## What is being asked
Scan the records for "impl". Report each line that includes it.

[Items listed in a dataset]
use glam::{Mat4, Vec3};

#[derive(Debug, Copy, Clone, PartialEq)]
pub struct Aabb {
    pub min: Vec3,
    pub max: Vec3,
}

impl Aabb {
    pub fn new(min: Vec3, max: Vec3) -> Self {
        Self {
            min: min.min(max),
            max: min.max(max),
        }
    }

    pub fn from_center_size(center: Vec3, size: Vec3) -> Self {
        let half = size.abs() * 0.5;
        Self {
            min: center - half,
            max: center + half,
        }
    }

    pub fn from_points(points: impl IntoIterator<Item = Vec3>) -> Option<Self> {
        let mut iter = points.into_iter();
        let first = iter.next()?;
        let mut bounds = Self {
            min: first,
            max: first,
        };
        for point in iter {
            bounds.encapsulate_point(point);
        }
        Some(bounds)
    }

    pub fn center(&self) -> Vec3 {
        (self.min + self.max) * 0.5
    }

    pub fn extents(&self) -> Vec3 {
        (self.max - self.min) * 0.5
    }

    pub fn corners(&self) -> [Vec3; 8] {
        let (a, b) = (self.min, self.max);
        [
            Vec3::new(a.x, a.y, a.z),
            Vec3::new(b.x, a.y, a.z),
            Vec3::new(a.x, b.y, a.z),
            Vec3::new(b.x, b.y, a.z),
            Vec3::new(a.x, a.y, b.z),
            Vec3::new(b.x, a.y, b.z),
            Vec3::new(a.x, b.y, b.z),
            Vec3::new(b.x, b.y, b.z),
        ]
    }

    pub fn encapsulate_point(&mut self, point: Vec3) {
        self.min = self.min.min(point);
        self.max = self.max.max(point);
    }

    pub fn encapsulate(&mut self, other: &Aabb) {
        self.min = self.min.min(other.min);
        self.max = self.max.max(other.max);
    }

    pub fn contains(&self, point: Vec3) -> bool {
        point.cmpge(self.min).all() && point.cmple(self.max).all()
    }

    /// Boxes sharing only a face still count as intersecting.
    pub fn intersects(&self, other: &Aabb) -> bool {
        self.min.x <= other.max.x
            && self.max.x >= other.min.x
            && self.min.y <= other.max.y
            && self.max.y >= other.min.y
            && self.min.z <= other.max.z
            && self.max.z >= other.min.z
    }

    pub fn closest_point(&self, point: Vec3) -> Vec3 {
        point.clamp(self.min, self.max)
    }

    /// World box enclosing this local box after `matrix`.
    pub fn transformed(&self, matrix: Mat4) -> Aabb {
        let corners = self.corners().map(|corner| matrix.transform_point3(corner));
        let mut bounds = Aabb {
            min: corners[0],
            max: corners[0],
        };
        for corner in &corners[1..] {
            bounds.encapsulate_point(*corner);
        }
        bounds
    }
}

#[cfg(test)]
mod tests {
    use glam::{Mat4, Quat, Vec3};

    use super::Aabb;

    #[test]
    fn aabb_intersection_includes_touching_faces() {
        let a = Aabb::new(Vec3::ZERO, Vec3::ONE);
        let b = Aabb::new(Vec3::new(0.5, 0.25, 0.5), Vec3::new(1.5, 1.25, 1.5));
        let c = Aabb::new(Vec3::ONE, Vec3::splat(2.0));
        let d = Aabb::new(Vec3::splat(1.1), Vec3::splat(2.0));

        assert!(a.intersects(&b));
        assert!(a.intersects(&c));
        assert!(!a.intersects(&d));
    }

    #[test]
    fn closest_point_clamps_into_box() {
        let bounds = Aabb::from_center_size(Vec3::ZERO, Vec3::new(2.0, 4.0, 0.0));
        assert_eq!(
            bounds.closest_point(Vec3::new(5.0, -1.0, 3.0)),
            Vec3::new(1.0, -1.0, 0.0)
        );
        assert!(bounds.contains(Vec3::new(0.5, 1.5, 0.0)));
    }

    #[test]
    fn rotated_quad_bounds_grow_to_enclose_corners() {
        let quad = Aabb::from_center_size(Vec3::ZERO, Vec3::new(2.0, 2.0, 0.0));
        let matrix = Mat4::from_rotation_translation(
            Quat::from_rotation_y(std::f32::consts::FRAC_PI_2),
            Vec3::new(0.0, 0.0, -3.0),
        );
        let world = quad.transformed(matrix);
        assert!((world.min.z + 4.0).abs() < 1.0e-5);
        assert!((world.max.z + 2.0).abs() < 1.0e-5);
        assert!(world.extents().x.abs() < 1.0e-5);
    }

    #[test]
    fn from_points_is_none_for_empty_input() {
        assert!(Aabb::from_points(std::iter::empty()).is_none());
        let bounds = Aabb::from_points([Vec3::X, Vec3::NEG_Y, Vec3::Z]);
        assert_eq!(
            bounds,
            Some(Aabb::new(Vec3::new(0.0, -1.0, 0.0), Vec3::new(1.0, 0.0, 1.0)))
        );
    }
}
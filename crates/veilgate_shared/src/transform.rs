use std::f32::consts::PI;

use glam::{Mat4, Quat, Vec3};
use serde::{Deserialize, Serialize};

/// Rigid pose plus per-axis scale. Local +Z is the object's forward axis.
#[derive(Debug, Copy, Clone, PartialEq, Serialize, Deserialize)]
pub struct Transform {
    pub position: Vec3,
    pub rotation: Quat,
    pub scale: Vec3,
}

impl Default for Transform {
    fn default() -> Self {
        Self::IDENTITY
    }
}

impl Transform {
    pub const IDENTITY: Self = Self {
        position: Vec3::ZERO,
        rotation: Quat::IDENTITY,
        scale: Vec3::ONE,
    };

    pub fn from_position(position: Vec3) -> Self {
        Self {
            position,
            ..Self::IDENTITY
        }
    }

    pub fn from_position_rotation(position: Vec3, rotation: Quat) -> Self {
        Self {
            position,
            rotation,
            scale: Vec3::ONE,
        }
    }

    pub fn with_scale(mut self, scale: Vec3) -> Self {
        self.scale = scale;
        self
    }

    pub fn matrix(&self) -> Mat4 {
        Mat4::from_scale_rotation_translation(self.scale, self.rotation, self.position)
    }

    pub fn forward(&self) -> Vec3 {
        self.rotation * Vec3::Z
    }

    pub fn right(&self) -> Vec3 {
        self.rotation * Vec3::X
    }

    pub fn up(&self) -> Vec3 {
        self.rotation * Vec3::Y
    }

    pub fn transform_point(&self, point: Vec3) -> Vec3 {
        self.position + self.rotation * (self.scale * point)
    }

    pub fn inverse_transform_point(&self, point: Vec3) -> Vec3 {
        (self.rotation.inverse() * (point - self.position)) / safe_scale(self.scale)
    }

    pub fn transform_direction(&self, direction: Vec3) -> Vec3 {
        self.rotation * direction
    }

    pub fn inverse_transform_direction(&self, direction: Vec3) -> Vec3 {
        self.rotation.inverse() * direction
    }
}

fn safe_scale(scale: Vec3) -> Vec3 {
    Vec3::select(scale.abs().cmplt(Vec3::splat(f32::EPSILON)), Vec3::ONE, scale)
}

pub fn half_turn() -> Quat {
    Quat::from_rotation_y(PI)
}

/// Ratio between the exit and entry portal scale along x.
pub fn portal_scale_ratio(entry: &Transform, exit: &Transform) -> f32 {
    if entry.scale.x.abs() <= f32::EPSILON {
        1.0
    } else {
        exit.scale.x / entry.scale.x
    }
}

/// Maps `pose`, seen relative to the `entry` surface, to the matching pose
/// relative to `exit`: into entry-local space, a half turn about local up,
/// then back out through exit. Scale follows the portals' scale ratio.
pub fn portal_transform(entry: &Transform, exit: &Transform, pose: &Transform) -> Transform {
    let local = half_turn() * entry.inverse_transform_point(pose.position);
    let relative_rotation = half_turn() * (entry.rotation.inverse() * pose.rotation);
    Transform {
        position: exit.transform_point(local),
        rotation: (exit.rotation * relative_rotation).normalize(),
        scale: pose.scale * portal_scale_ratio(entry, exit),
    }
}

/// Direction (velocity, facing) carried through the same mapping as [`portal_transform`].
pub fn portal_direction(entry: &Transform, exit: &Transform, direction: Vec3) -> Vec3 {
    let local = half_turn() * entry.inverse_transform_direction(direction);
    exit.transform_direction(local) * portal_scale_ratio(entry, exit)
}
use glam::Mat4;
use tracing::{debug, info, trace};

use veilgate_shared::camera::{Eye, StereoRig};
use veilgate_shared::transform::Transform;

use crate::backend::{RenderBackend, SkyboxId};
use crate::clipping::{build_clipping_mask, ClippingMask};
use crate::executor::execute;
use crate::frame::FrameContext;
use crate::placement::CameraPlacement;
use crate::pool::TexturePool;
use crate::portal::{PortalId, PortalScene};
use crate::registry::RendererRegistry;
use crate::resolver::Resolver;
use crate::settings::RendererSettings;

/// The camera a renderer draws portals for.
#[derive(Debug, Clone, PartialEq)]
pub struct ViewerCamera {
    pub transform: Transform,
    /// Vertical field of view in radians, used for mono rendering.
    pub fov: f32,
    pub aspect: f32,
    pub near: f32,
    pub far: f32,
    pub stereo: Option<StereoRig>,
    pub skybox: Option<SkyboxId>,
}

impl ViewerCamera {
    pub fn projection(&self) -> Mat4 {
        Mat4::perspective_rh_gl(self.fov, self.aspect.max(0.0001), self.near, self.far)
    }
}

#[derive(Debug, Clone, Default)]
pub struct FrameReport {
    /// Set when the frame throttle skipped this call.
    pub skipped: bool,
    pub closest_portal: Option<PortalId>,
    pub left: Vec<CameraPlacement>,
    pub right: Vec<CameraPlacement>,
    pub renders: usize,
    pub clipping_mask: Option<ClippingMask>,
}

impl FrameReport {
    pub fn placements(&self) -> usize {
        self.left.len() + self.right.len()
    }
}

/// Draws every visible portal for one viewer camera.
#[derive(Debug)]
pub struct PortalRenderer {
    settings: RendererSettings,
    pool: TexturePool,
    frame: u64,
}

impl PortalRenderer {
    pub fn new(settings: RendererSettings) -> Self {
        let settings = settings.sanitize();
        let pool = TexturePool::new(&settings.quality);
        Self {
            settings,
            pool,
            frame: 0,
        }
    }

    pub fn settings(&self) -> &RendererSettings {
        &self.settings
    }

    pub fn pool(&self) -> &TexturePool {
        &self.pool
    }

    /// Adopts new settings, dropping pooled textures whose configuration changed.
    pub fn sync_settings(&mut self, settings: RendererSettings, backend: &mut dyn RenderBackend) {
        let settings = settings.sanitize();
        if self.pool.apply_settings(&settings.quality, backend) {
            info!(
                "Portal textures now {}x{}, {} samples",
                settings.quality.texture_size.width,
                settings.quality.texture_size.height,
                settings.quality.anti_aliasing.samples()
            );
        }
        self.settings = settings;
    }

    /// Releases every pooled texture.
    pub fn shutdown(&mut self, backend: &mut dyn RenderBackend) {
        self.pool.clear(backend);
    }

    pub fn render_camera(&mut self, scene: &mut PortalScene, viewer: &ViewerCamera, backend: &mut dyn RenderBackend) -> FrameReport {
        let interval = u64::from(self.settings.quality.frames_needed_to_update) + 1;
        let due = self.frame % interval == 0;
        self.frame = self.frame.wrapping_add(1);
        if !due {
            return FrameReport {
                skipped: true,
                ..FrameReport::default()
            };
        }

        let closest = RendererRegistry::find_closest_portal(scene, viewer.transform.position);
        let ignore_culling_for = closest.and_then(|(id, distance)| (distance < viewer.near).then_some(id));
        let ctx = FrameContext {
            settings: &self.settings,
            viewer: viewer.transform,
            projection: viewer.projection(),
            near: viewer.near,
            far: viewer.far,
            stereo: viewer.stereo,
            ignore_culling_for,
            skybox: viewer.skybox,
        };
        let mut report = FrameReport {
            closest_portal: closest.map(|(id, _)| id),
            ..FrameReport::default()
        };

        if !any_portal_visible(&ctx, scene) {
            trace!("No portal visible from {}", viewer.transform.position);
            return report;
        }

        if self.settings.materials_only {
            let recursions = ctx.recursions();
            let position = viewer.transform.position;
            for surface in scene.surfaces_mut() {
                let distance = surface.distance_to(position);
                surface.update_material(Eye::Left, None, 1, distance, recursions);
            }
            return report;
        }

        backend.frame_started();
        report.left = Resolver::new(&ctx, Eye::Left).resolve_eye(scene);
        report.renders += execute(&ctx, scene, &mut self.pool, backend, Eye::Left, &report.left);

        if ctx.is_stereo() {
            report.right = Resolver::new(&ctx, Eye::Right).resolve_eye(scene);
            report.renders += execute(&ctx, scene, &mut self.pool, backend, Eye::Right, &report.right);
            for surface in scene.surfaces_mut() {
                surface.clear_force_eye();
            }
        } else {
            for surface in scene.surfaces_mut() {
                surface.force_left_eye();
            }
        }

        let forward = ctx.center_camera().forward();
        for surface in scene.surfaces_mut() {
            surface.update_viewer_in_material(viewer.transform.position, forward);
        }

        report.clipping_mask = report
            .closest_portal
            .and_then(|id| build_clipping_mask(&ctx, scene, id));

        debug!(
            "Portal frame: {} placements, {} renders, {} pooled textures",
            report.placements(),
            report.renders,
            self.pool.len()
        );
        backend.frame_finished(report.renders);
        report
    }
}

fn any_portal_visible(ctx: &FrameContext<'_>, scene: &mut PortalScene) -> bool {
    let camera = ctx.center_camera();
    let margin = ctx.stereo_near_margin();
    let ids: Vec<PortalId> = scene
        .iter_active()
        .filter(|(_, portal)| portal.other.is_some())
        .map(|(id, _)| id)
        .collect();

    // Every surface is checked so that each one updates its distance fade.
    let mut visible = false;
    for id in ids {
        let ignore_culling = ctx.ignore_culling_for == Some(id);
        if let Some(surface) = scene.surface_mut(id) {
            visible |= surface.is_visible(&camera, false, margin, ignore_culling);
        }
    }
    visible
}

## Response
impl Aabb {
    pub fn from_points(points: impl IntoIterator<Item = Vec3>) -> Option<Self> {
impl Default for Transform {
impl Transform {
impl ViewerCamera {
impl FrameReport {
impl PortalRenderer {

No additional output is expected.